Bulgarian police stop Ataka campaigners plastering mosque with election posters

Police prevented election campaign staff for Ataka leader Volen Siderov from putting posters of the ultra-nationalist presidential candidate on a mosque in the Bulgarian town of Shoumen, Bulgarian-language media reports said.

Siderov, currently running weakly among the field of Bulgaria’s 18 would-be heads of state, is known for his stance against, among other things, what he terms the Islamisation of Bulgaria and what he alleges to be a threat to the country’s national security by radical Islamists. Some months ago, he and his supporters were involved in a violent clash outside a mosque in central Sofia when the Ataka group protested against loudspeakers calling the faithful to prayer during a Friday service.

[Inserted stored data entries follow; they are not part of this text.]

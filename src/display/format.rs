//! Display mapping for type badges, health labels, and feature lines.

use crate::model::{CacheRecord, CacheType};

/// Badge color for a cache type.
pub fn type_color(cache_type: CacheType) -> &'static str {
    match cache_type {
        CacheType::Local => "#4CB140",
        CacheType::Replicated => "#519DE9",
        CacheType::Distributed => "#0066CC",
        CacheType::Invalidated => "#F0AB00",
        CacheType::Scattered => "#8481DD",
    }
}

/// Human label for a grid health status.
///
/// Unrecognized statuses pass through unchanged.
pub fn health_label(health: &str) -> String {
    match health {
        "HEALTHY" => "Healthy".to_string(),
        "HEALTHY_REBALANCING" => "Rebalancing".to_string(),
        "DEGRADED" => "Degraded".to_string(),
        "FAILED" => "Failed".to_string(),
        other => other.to_string(),
    }
}

/// Text color for a grid health status.
pub fn health_color(health: &str) -> &'static str {
    match health {
        "HEALTHY" => "#3E8635",
        "HEALTHY_REBALANCING" => "#F0AB00",
        "DEGRADED" | "FAILED" => "#C9190B",
        _ => "#6A6E73",
    }
}

/// Enabled feature labels joined with `" / "`, in badge order.
pub fn features_line(cache: &CacheRecord) -> String {
    cache
        .features()
        .iter()
        .map(|f| f.label())
        .collect::<Vec<_>>()
        .join(" / ")
}
//! Provider error types

use thiserror::Error;

/// Errors produced by resource lifecycle operations
#[derive(Error, Debug)]
pub enum CloudError {
    /// The host handed over provider data of an unexpected type, or the
    /// provider configuration itself is invalid
    #[error("Invalid configuration: {0}")]
    Configuration(String),

    /// A lifecycle operation ran before `configure` stored a client
    #[error("Resource is not configured: {0}")]
    NotConfigured(String),

    #[error("Resource not found: {0}")]
    ResourceNotFound(String),

    #[error("API error: {0}")]
    ApiError(String),

    /// A remote mutation succeeded but a follow-up step and its rollback
    /// both failed, leaving remote state without a matching local record
    #[error("Partial failure: {0}")]
    PartialFailure(String),

    #[error("State error: {0}")]
    StateError(String),

    #[error("JSON error: {0}")]
    Json(#[from] serde_json::Error),
}

impl CloudError {
    /// Short, human-readable summary used as a diagnostic headline
    pub fn summary(&self) -> &'static str {
        match self {
            CloudError::Configuration(_) => "Invalid Provider Configuration",
            CloudError::NotConfigured(_) => "Unconfigured Resource",
            CloudError::ResourceNotFound(_) => "Resource Not Found",
            CloudError::ApiError(_) => "Remote API Error",
            CloudError::PartialFailure(_) => "Partial Failure",
            CloudError::StateError(_) | CloudError::Json(_) => "Invalid Resource State",
        }
    }
}

pub type Result<T> = std::result::Result<T, CloudError>;

#[cfg(test)]
mod tests {
    use super::*;

    #[test]
    fn test_error_display() {
        let err = CloudError::ResourceNotFound("my-bucket".to_string());
        assert_eq!(err.to_string(), "Resource not found: my-bucket");
        assert_eq!(err.summary(), "Resource Not Found");
    }

    #[test]
    fn test_json_error_conversion() {
        let json_err = serde_json::from_str::<serde_json::Value>("{").unwrap_err();
        let err: CloudError = json_err.into();
        assert!(matches!(err, CloudError::Json(_)));
        assert_eq!(err.summary(), "Invalid Resource State");
    }
}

Mass-circulation daily 24 Chassa quoted the mayor of the Kaolinovo municipality, Nida Ahmed, as saying that he had called the police after a caravan of Siderov supporters had stopped in the village of Zagoriche and had attempted to plaster a newly-built mosque with Siderov posters. The group, of more than 100 people, said that mosques should be built only in Turkey, according to Ahmed.

Police intervened to stop the group and the matter ended without incident. Under Bulgarian law, putting election campaign material on houses of worship is illegal.